Early Postoperative Improvement in Sleep and Pain After Carpal Tunnel Release
- PMID: 30112921
- PMCID: PMC7225891
- DOI: 10.1177/1558944718793984
Early Postoperative Improvement in Sleep and Pain After Carpal Tunnel Release
Abstract
Background: Carpal tunnel syndrome (CTS) is the most common compressive neuropathy of the upper extremity. We sought to assess the subjective improvement in preoperative symptoms related to CTS, particularly those affecting sleep, and describe opioid consumption postoperatively. Methods: All patients undergoing primary carpal tunnel release (CTR) for electromyographically proven CTS were studied prospectively. All procedures were performed by hand surgery fellowship-trained adult orthopedic and plastic surgeons in the outpatient setting.
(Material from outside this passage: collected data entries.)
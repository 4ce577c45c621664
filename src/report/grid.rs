//! Prediction Grid
//!
//! Renders a grid of sample images from one held batch, each cell titled
//! with the class name the model predicted for it. Thumbnails are embedded
//! into the SVG as base64 PNG data URIs.

use std::fs;
use std::io::Cursor;
use std::path::Path;

use base64::engine::general_purpose::STANDARD;
use base64::Engine as _;
use image::{ImageFormat, RgbImage};

use crate::dataset::folder::ImageItem;
use crate::inference::Prediction;
use crate::report::charts::escape_xml;
use crate::utils::error::{ClassifierError, Result};
use crate::IMAGE_SIZE;

/// Grid layout constants
const GRID_ROWS: usize = 6;
const GRID_COLS: usize = 5;
const CELL_SIZE: f64 = 150.0;
const CELL_PADDING: f64 = 12.0;
const TITLE_HEIGHT: f64 = 22.0;
const HEADER_HEIGHT: f64 = 48.0;

const COLOR_TEXT: &str = "#2c3e50";

/// Render up to 30 images annotated with their predicted class names
pub fn render_prediction_grid(
    items: &[ImageItem],
    predictions: &[Prediction],
    output_path: &Path,
) -> Result<()> {
    let count = items
        .len()
        .min(predictions.len())
        .min(GRID_ROWS * GRID_COLS);

    let width = GRID_COLS as f64 * (CELL_SIZE + CELL_PADDING) + CELL_PADDING;
    let height = HEADER_HEIGHT + GRID_ROWS as f64 * (CELL_SIZE + TITLE_HEIGHT + CELL_PADDING);

    let mut svg = String::new();

    svg.push_str(&format!(
        r#"<svg xmlns="http://www.w3.org/2000/svg" viewBox="0 0 {} {}" width="{}" height="{}">"#,
        width, height, width, height
    ));

    svg.push_str(&format!(
        r#"<rect width="{}" height="{}" fill="white"/>"#,
        width, height
    ));

    svg.push_str(&format!(
        r#"<text x="{}" y="32" text-anchor="middle" font-family="Arial, sans-serif" font-size="20" font-weight="bold" fill="{}">Model predictions</text>"#,
        width / 2.0,
        COLOR_TEXT
    ));

    for n in 0..count {
        let row = n / GRID_COLS;
        let col = n % GRID_COLS;

        let x = CELL_PADDING + col as f64 * (CELL_SIZE + CELL_PADDING);
        let y = HEADER_HEIGHT + row as f64 * (CELL_SIZE + TITLE_HEIGHT + CELL_PADDING);

        svg.push_str(&format!(
            r#"<text x="{}" y="{}" text-anchor="middle" font-family="Arial, sans-serif" font-size="13" fill="{}">{}</text>"#,
            x + CELL_SIZE / 2.0,
            y + TITLE_HEIGHT - 7.0,
            COLOR_TEXT,
            escape_xml(&title_case(&predictions[n].class_name))
        ));

        let thumbnail = encode_thumbnail(&items[n])?;
        svg.push_str(&format!(
            r#"<image x="{}" y="{}" width="{}" height="{}" href="data:image/png;base64,{}"/>"#,
            x,
            y + TITLE_HEIGHT,
            CELL_SIZE,
            CELL_SIZE,
            thumbnail
        ));
    }

    svg.push_str("</svg>");

    fs::write(output_path, svg)?;
    Ok(())
}

/// Encode an item's CHW [0, 1] pixel buffer back into a PNG
fn encode_thumbnail(item: &ImageItem) -> Result<String> {
    let plane = IMAGE_SIZE * IMAGE_SIZE;
    if item.pixels.len() != 3 * plane {
        return Err(ClassifierError::Render(format!(
            "unexpected pixel buffer length {} for '{}'",
            item.pixels.len(),
            item.path
        )));
    }

    let side = IMAGE_SIZE as u32;
    let rgb = RgbImage::from_fn(side, side, |x, y| {
        let offset = y as usize * IMAGE_SIZE + x as usize;
        let channel = |c: usize| {
            (item.pixels[c * plane + offset] * 255.0)
                .round()
                .clamp(0.0, 255.0) as u8
        };
        image::Rgb([channel(0), channel(1), channel(2)])
    });

    let mut bytes: Vec<u8> = Vec::new();
    image::DynamicImage::ImageRgb8(rgb)
        .write_to(&mut Cursor::new(&mut bytes), ImageFormat::Png)
        .map_err(|e| ClassifierError::Render(format!("failed to encode thumbnail: {e}")))?;

    Ok(STANDARD.encode(bytes))
}

/// Upper-case the first letter of each word for cell titles
fn title_case(name: &str) -> String {
    name.split(['_', ' '])
        .filter(|word| !word.is_empty())
        .map(|word| {
            let mut chars = word.chars();
            match chars.next() {
                Some(first) => first.to_uppercase().collect::<String>() + chars.as_str(),
                None => String::new(),
            }
        })
        .collect::<Vec<_>>()
        .join(" ")
}

#[cfg(test)]
mod tests {
    use super::*;

    fn item(label: usize) -> ImageItem {
        ImageItem::from_data(
            vec![0.5f32; 3 * IMAGE_SIZE * IMAGE_SIZE],
            label,
            format!("img{label}.jpg"),
        )
    }

    fn prediction(name: &str) -> Prediction {
        Prediction {
            class_index: 0,
            class_name: name.to_string(),
        }
    }

    #[test]
    fn test_grid_generation() {
        let dir = tempfile::tempdir().unwrap();
        let path = dir.path().join("predictions.svg");

        let items: Vec<ImageItem> = (0..3).map(item).collect();
        let predictions = vec![prediction("cat"), prediction("dog"), prediction("cat")];

        render_prediction_grid(&items, &predictions, &path).unwrap();

        let content = std::fs::read_to_string(&path).unwrap();
        assert!(!content.is_empty());
        assert!(content.contains("Model predictions"));
        assert!(content.contains("data:image/png;base64,"));
        assert_eq!(content.matches("<image").count(), 3);
    }

    #[test]
    fn test_grid_caps_at_thirty_cells() {
        let dir = tempfile::tempdir().unwrap();
        let path = dir.path().join("predictions.svg");

        let items: Vec<ImageItem> = (0..32).map(item).collect();
        let predictions: Vec<Prediction> = (0..32).map(|_| prediction("cat")).collect();

        render_prediction_grid(&items, &predictions, &path).unwrap();

        let content = std::fs::read_to_string(&path).unwrap();
        assert_eq!(content.matches("<image").count(), 30);
    }

    #[test]
    fn test_bad_pixel_buffer_errors() {
        let dir = tempfile::tempdir().unwrap();
        let path = dir.path().join("predictions.svg");

        let bad = ImageItem::from_data(vec![0.5f32; 10], 0, "bad.jpg".to_string());
        let result = render_prediction_grid(&[bad], &[prediction("cat")], &path);
        assert!(result.is_err());
    }

    #[test]
    fn test_title_case() {
        assert_eq!(title_case("cat"), "Cat");
        assert_eq!(title_case("maine_coon"), "Maine Coon");
        assert_eq!(title_case("late blight"), "Late Blight");
    }
}
//! Training
//!
//! - `fit`: the supervised epoch/batch loop updating only the head
//! - `history`: the append-only per-batch loss/accuracy record

pub mod fit;
pub mod history;

// Re-export main types for convenience
pub use fit::{evaluate, fit, FitConfig};
pub use history::{BatchRecord, TrainingHistory};
//! Image Folder Loader
//!
//! Scans a directory tree where each immediate subdirectory is a class name
//! and every file inside it is an image belonging to that class.

use std::collections::HashMap;
use std::path::{Path, PathBuf};

use anyhow::Result;
use serde::{Deserialize, Serialize};
use tracing::{debug, info};
use walkdir::WalkDir;

/// File extensions treated as images
const IMAGE_EXTENSIONS: [&str; 4] = ["jpg", "jpeg", "png", "bmp"];

/// A single image sample with its label and metadata
#[derive(Debug, Clone, Serialize, Deserialize)]
pub struct ImageSample {
    /// Path to the image file
    pub path: PathBuf,
    /// Class label index
    pub label: usize,
    /// Class name (the subdirectory name)
    pub class_name: String,
}

/// Labeled image dataset backed by a class-per-subdirectory layout
#[derive(Debug)]
pub struct ImageFolderDataset {
    /// Root directory of the dataset
    pub root_dir: PathBuf,
    /// All samples in the dataset
    pub samples: Vec<ImageSample>,
    /// Class names sorted lexicographically; index == label
    pub class_names: Vec<String>,
    /// Mapping from class name to label index
    pub class_to_idx: HashMap<String, usize>,
}

impl ImageFolderDataset {
    /// Create a dataset from a directory
    ///
    /// The directory should be structured as:
    /// ```text
    /// root_dir/
    /// ├── cat/
    /// │   ├── image1.jpg
    /// │   └── image2.jpg
    /// ├── dog/
    /// │   └── ...
    /// └── ...
    /// ```
    ///
    /// Subdirectories without a single image file are skipped, so the label
    /// space covers exactly the classes that have at least one sample.
    pub fn new<P: AsRef<Path>>(root_dir: P) -> Result<Self> {
        let root_dir = root_dir.as_ref().to_path_buf();
        info!("Loading image dataset from: {:?}", root_dir);

        if !root_dir.exists() {
            anyhow::bail!("Dataset directory does not exist: {:?}", root_dir);
        }

        // Discover class directories
        let mut class_dirs: Vec<String> = Vec::new();
        for entry in std::fs::read_dir(&root_dir)? {
            let entry = entry?;
            if entry.file_type()?.is_dir() {
                if let Some(name) = entry.file_name().to_str() {
                    class_dirs.push(name.to_string());
                }
            }
        }
        class_dirs.sort();

        let mut class_names: Vec<String> = Vec::new();
        let mut samples: Vec<ImageSample> = Vec::new();

        for class_name in &class_dirs {
            let class_dir = root_dir.join(class_name);

            let mut files: Vec<PathBuf> = WalkDir::new(&class_dir)
                .min_depth(1)
                .max_depth(1)
                .into_iter()
                .filter_map(|e| e.ok())
                .map(|e| e.path().to_path_buf())
                .filter(|path| {
                    path.extension()
                        .map(|ext| {
                            let ext = ext.to_string_lossy().to_lowercase();
                            IMAGE_EXTENSIONS.contains(&ext.as_str())
                        })
                        .unwrap_or(false)
                })
                .collect();
            files.sort();

            if files.is_empty() {
                debug!("Skipping class '{}': no image files", class_name);
                continue;
            }

            let label = class_names.len();
            for path in files {
                samples.push(ImageSample {
                    path,
                    label,
                    class_name: class_name.clone(),
                });
            }
            class_names.push(class_name.clone());
        }

        if samples.is_empty() {
            anyhow::bail!("No images found under {:?}", root_dir);
        }

        let class_to_idx: HashMap<String, usize> = class_names
            .iter()
            .enumerate()
            .map(|(idx, name)| (name.clone(), idx))
            .collect();

        info!(
            "Loaded {} samples across {} classes",
            samples.len(),
            class_names.len()
        );

        Ok(Self {
            root_dir,
            samples,
            class_names,
            class_to_idx,
        })
    }

    /// Get the number of samples in the dataset
    pub fn len(&self) -> usize {
        self.samples.len()
    }

    /// Check if the dataset is empty
    pub fn is_empty(&self) -> bool {
        self.samples.is_empty()
    }

    /// Get the number of classes
    pub fn num_classes(&self) -> usize {
        self.class_names.len()
    }

    /// Get statistics about the dataset
    pub fn stats(&self) -> DatasetStats {
        let mut class_counts = vec![0usize; self.num_classes()];
        for sample in &self.samples {
            class_counts[sample.label] += 1;
        }

        DatasetStats {
            total_samples: self.samples.len(),
            num_classes: self.num_classes(),
            class_counts,
            class_names: self.class_names.clone(),
        }
    }
}

/// Statistics about the dataset
#[derive(Debug, Clone, Serialize, Deserialize)]
pub struct DatasetStats {
    pub total_samples: usize,
    pub num_classes: usize,
    pub class_counts: Vec<usize>,
    pub class_names: Vec<String>,
}

impl DatasetStats {
    /// Print statistics to console
    pub fn print(&self) {
        println!("\nDataset statistics:");
        println!("  Total samples: {}", self.total_samples);
        println!("  Number of classes: {}", self.num_classes);
        println!("\n  Samples per class:");

        for (idx, name) in self.class_names.iter().enumerate() {
            let count = self.class_counts[idx];
            let bar_len = (count as f32 / self.total_samples as f32 * 40.0) as usize;
            let bar: String = "█".repeat(bar_len);
            println!("    {:3}. {:30} {:5} {}", idx, name, count, bar);
        }
    }
}

#[cfg(test)]
mod tests {
    use super::*;

    fn write_image(path: &Path) {
        image::RgbImage::new(8, 8).save(path).unwrap();
    }

    fn fixture(classes: &[(&str, usize)]) -> tempfile::TempDir {
        let dir = tempfile::tempdir().unwrap();
        for (name, count) in classes {
            let class_dir = dir.path().join(name);
            std::fs::create_dir(&class_dir).unwrap();
            for i in 0..*count {
                write_image(&class_dir.join(format!("img{i}.png")));
            }
        }
        dir
    }

    #[test]
    fn test_classes_sorted_and_counted() {
        let dir = fixture(&[("dog", 3), ("cat", 2)]);
        let dataset = ImageFolderDataset::new(dir.path()).unwrap();

        assert_eq!(dataset.class_names, vec!["cat", "dog"]);
        assert_eq!(dataset.num_classes(), 2);
        assert_eq!(dataset.len(), 5);
        assert_eq!(dataset.class_to_idx["cat"], 0);
        assert_eq!(dataset.class_to_idx["dog"], 1);
    }

    #[test]
    fn test_empty_class_dir_is_skipped() {
        let dir = fixture(&[("cat", 2)]);
        std::fs::create_dir(dir.path().join("empty")).unwrap();

        let dataset = ImageFolderDataset::new(dir.path()).unwrap();
        assert_eq!(dataset.class_names, vec!["cat"]);
        assert_eq!(dataset.num_classes(), 1);
    }

    #[test]
    fn test_non_image_files_ignored() {
        let dir = fixture(&[("cat", 1)]);
        std::fs::write(dir.path().join("cat").join("notes.txt"), "hi").unwrap();

        let dataset = ImageFolderDataset::new(dir.path()).unwrap();
        assert_eq!(dataset.len(), 1);
    }

    #[test]
    fn test_missing_directory_errors() {
        assert!(ImageFolderDataset::new("/definitely/not/here").is_err());
    }

    #[test]
    fn test_directory_without_images_errors() {
        let dir = tempfile::tempdir().unwrap();
        std::fs::create_dir(dir.path().join("cat")).unwrap();
        assert!(ImageFolderDataset::new(dir.path()).is_err());
    }

    #[test]
    fn test_stats() {
        let dir = fixture(&[("dog", 3), ("cat", 2)]);
        let stats = ImageFolderDataset::new(dir.path()).unwrap().stats();

        assert_eq!(stats.total_samples, 5);
        assert_eq!(stats.class_counts, vec![2, 3]);
    }
}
Patients underwent either endoscopic or open CTR from June 2017 to December 2017. Outcomes assessed were pre- and postoperative Quick Disabilities of Arm, Shoulder and Hand (QuickDASH), visual analog scale (VAS), and Pittsburgh Sleep Quality Index (PSQI) scores as well as postoperative pain control. Results: Sixty-one patients were enrolled. At 2 weeks, all showed significant (P < .05) improvement in QuickDASH scores. At 6 weeks, 40 patients were available for follow-up. When compared with preoperative scores, QuickDASH (51 vs 24.5; P < .05), VAS (6.7 vs 2.9; P < .05), and PSQI (10.4 vs 6.4; P < .05) scores continued to improve when compared with preoperative scores. At 2-week follow-up, 39 patients responded to the question, "How soon after your carpal tunnel surgery did you notice an improvement in your sleep?" Seventeen patients (43.6%) reported they had improvement in sleep within 24 hours, 12 patients (30.8%) reported improvement between 2 and 3 days postoperatively, 8 patients (20.5%) reported improvement between 4 and 5 days postoperatively, and 2 patients (5.1%) reported improvement between 6 and 7 days postoperatively. Conclusions: The present study demonstrates rapid and sustained improvement in sleep quality and function following CTR.
Keywords: carpal tunnel release; carpal tunnel syndrome; functional outcomes; narcotic; opioid; sleep.